(Collected data entries)

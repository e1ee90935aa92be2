//! Registration and login orchestration.

use std::sync::Arc;

use tracing::{debug, info};

use crate::auth::error::{AuthError, AuthResult};
use crate::auth::password::{
    Credentials, burn_verification, hash_password, validate_email, validate_password,
    verify_password,
};
use crate::auth::resolver::IdentityResolver;
use crate::auth::token::{TokenIssuer, TokenResponse, TokenVerifier};
use crate::auth::user_store::{CredentialStore, DuplicateEmail, UserRecord};
use crate::config::AuthConfig;

/// Entry point for everything the boundary layer needs from the auth core.
pub struct AuthService<S: CredentialStore + ?Sized> {
    store: Arc<S>,
    issuer: TokenIssuer,
    resolver: IdentityResolver<S>,
}

impl<S: CredentialStore + ?Sized> AuthService<S> {
    /// Wire the service from a validated config and a credential store.
    pub fn new(config: &AuthConfig, store: Arc<S>) -> Self {
        let verifier = TokenVerifier::new(config);
        Self {
            issuer: TokenIssuer::new(config),
            resolver: IdentityResolver::new(verifier, store.clone()),
            store,
        }
    }

    pub fn issuer(&self) -> &TokenIssuer {
        &self.issuer
    }

    pub fn resolver(&self) -> &IdentityResolver<S> {
        &self.resolver
    }

    /// Register a new user.
    ///
    /// Input is validated before any hashing happens.
    pub async fn register(&self, email: &str, password: &str) -> AuthResult<UserRecord> {
        validate_email(email)?;
        validate_password(password)?;

        if self
            .store
            .find_by_email(email)
            .await
            .map_err(|e| AuthError::Store(e.to_string()))?
            .is_some()
        {
            debug!(email, "registration rejected: email already registered");
            return Err(AuthError::DuplicateUser);
        }

        let password_hash = hash_password(password)?;

        let user = self
            .store
            .create(email, &password_hash)
            .await
            .map_err(|e| {
                if e.downcast_ref::<DuplicateEmail>().is_some() {
                    AuthError::DuplicateUser
                } else {
                    AuthError::Store(e.to_string())
                }
            })?;

        info!(user_id = user.id, email = %user.email, "user registered");
        Ok(user)
    }

    /// Authenticate with email and password and issue an access token.
    ///
    /// An unknown email and a wrong password produce the same error.
    pub async fn login(&self, email: &str, password: &str) -> AuthResult<TokenResponse> {
        let user = self
            .store
            .find_by_email(email)
            .await
            .map_err(|e| AuthError::Store(e.to_string()))?;

        let user = match user {
            Some(user) if verify_password(password, &user.password_hash) => user,
            Some(_) => return Err(AuthError::InvalidCredentials),
            None => {
                burn_verification(password);
                return Err(AuthError::InvalidCredentials);
            }
        };

        let response = self.issuer.issue_response(&user.email, None)?;
        info!(user_id = user.id, email = %user.email, "login succeeded");
        Ok(response)
    }

    /// [`login`](Self::login) taking a [`Credentials`] value.
    pub async fn login_credentials(&self, credentials: Credentials) -> AuthResult<TokenResponse> {
        self.login(&credentials.username, &credentials.password).await
    }

    /// Resolve a bearer token to its user.
    pub async fn resolve(&self, token: &str) -> AuthResult<UserRecord> {
        self.resolver.resolve(token).await
    }

    /// Resolve from the value of an `Authorization` header.
    pub async fn resolve_authorization(&self, header: Option<&str>) -> AuthResult<UserRecord> {
        self.resolver.resolve_authorization(header).await
    }
}
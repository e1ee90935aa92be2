use serde::{Deserialize, Serialize};
use surrealdb::{RecordId, sql::Datetime};

/// Persisted representation of a registered user in SurrealDB (table: `user`).
#[derive(Debug, Clone, Serialize, Deserialize)]
pub struct UserRow {
    /// Database record identifier.
    pub id: RecordId,
    /// Numeric user id exposed to the rest of the application.
    pub user_id: i64,
    /// Login identifier, unique across the table.
    pub email: String,
    /// Argon2 PHC string.
    pub password_hash: String,
    /// When the user registered.
    pub created_at: Option<Datetime>,
}

/// Payload for creating a new user row. `user_id` is allocated on insert.
#[derive(Debug, Clone, Serialize, Deserialize)]
pub struct UserCreate {
    pub email: String,
    pub password_hash: String,
}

**Work instructions**
Each record should come back exactly as written.

**Solved problem**
repository e1ee90935aa92be2
//! Registration and login orchestration.

use std::sync::Arc;

use tracing::{debug, info};

use crate::auth::error::{AuthError, AuthResult};
use crate::auth::password::{
    Credentials, burn_verification, hash_password, validate_email, validate_password,
    verify_password,
};
use crate::auth::resolver::IdentityResolver;
use crate::auth::token::{TokenIssuer, TokenResponse, TokenVerifier};
use crate::auth::user_store::{CredentialStore, DuplicateEmail, UserRecord};
use crate::config::AuthConfig;

/// Entry point for everything the boundary layer needs from the auth core.
pub struct AuthService<S: CredentialStore + ?Sized> {
    store: Arc<S>,
    issuer: TokenIssuer,
    resolver: IdentityResolver<S>,
}

impl<S: CredentialStore + ?Sized> AuthService<S> {
    /// Wire the service from a validated config and a credential store.
    pub fn new(config: &AuthConfig, store: Arc<S>) -> Self {
        let verifier = TokenVerifier::new(config);
        Self {
            issuer: TokenIssuer::new(config),
            resolver: IdentityResolver::new(verifier, store.clone()),
            store,
        }
    }

    pub fn issuer(&self) -> &TokenIssuer {
        &self.issuer
    }

    pub fn resolver(&self) -> &IdentityResolver<S> {
        &self.resolver
    }

    /// Register a new user.
    ///
    /// Input is validated before any hashing happens.
    pub async fn register(&self, email: &str, password: &str) -> AuthResult<UserRecord> {
        validate_email(email)?;
        validate_password(password)?;

        if self
            .store
            .find_by_email(email)
            .await
            .map_err(|e| AuthError::Store(e.to_string()))?
            .is_some()
        {
            debug!(email, "registration rejected: email already registered");
            return Err(AuthError::DuplicateUser);
        }

        let password_hash = hash_password(password)?;

        let user = self
            .store
            .create(email, &password_hash)
            .await
            .map_err(|e| {
                if e.downcast_ref::<DuplicateEmail>().is_some() {
                    AuthError::DuplicateUser
                } else {
                    AuthError::Store(e.to_string())
                }
            })?;

        info!(user_id = user.id, email = %user.email, "user registered");
        Ok(user)
    }

    /// Authenticate with email and password and issue an access token.
    ///
    /// An unknown email and a wrong password produce the same error.
    pub async fn login(&self, email: &str, password: &str) -> AuthResult<TokenResponse> {
        let user = self
            .store
            .find_by_email(email)
            .await
            .map_err(|e| AuthError::Store(e.to_string()))?;

        let user = match user {
            Some(user) if verify_password(password, &user.password_hash) => user,
            Some(_) => return Err(AuthError::InvalidCredentials),
            None => {
                burn_verification(password);
                return Err(AuthError::InvalidCredentials);
            }
        };

        let response = self.issuer.issue_response(&user.email, None)?;
        info!(user_id = user.id, email = %user.email, "login succeeded");
        Ok(response)
    }

    /// [`login`](Self::login) taking a [`Credentials`] value.
    pub async fn login_credentials(&self, credentials: Credentials) -> AuthResult<TokenResponse> {
        self.login(&credentials.username, &credentials.password).await
    }

    /// Resolve a bearer token to its user.
    pub async fn resolve(&self, token: &str) -> AuthResult<UserRecord> {
        self.resolver.resolve(token).await
    }

    /// Resolve from the value of an `Authorization` header.
    pub async fn resolve_authorization(&self, header: Option<&str>) -> AuthResult<UserRecord> {
        self.resolver.resolve_authorization(header).await
    }
}
repository e1ee90935aa92be2
use serde::{Deserialize, Serialize};
use surrealdb::{RecordId, sql::Datetime};

/// Persisted representation of a registered user in SurrealDB (table: `user`).
#[derive(Debug, Clone, Serialize, Deserialize)]
pub struct UserRow {
    /// Database record identifier.
    pub id: RecordId,
    /// Numeric user id exposed to the rest of the application.
    pub user_id: i64,
    /// Login identifier, unique across the table.
    pub email: String,
    /// Argon2 PHC string.
    pub password_hash: String,
    /// When the user registered.
    pub created_at: Option<Datetime>,
}

/// Payload for creating a new user row. `user_id` is allocated on insert.
#[derive(Debug, Clone, Serialize, Deserialize)]
pub struct UserCreate {
    pub email: String,
    pub password_hash: String,
}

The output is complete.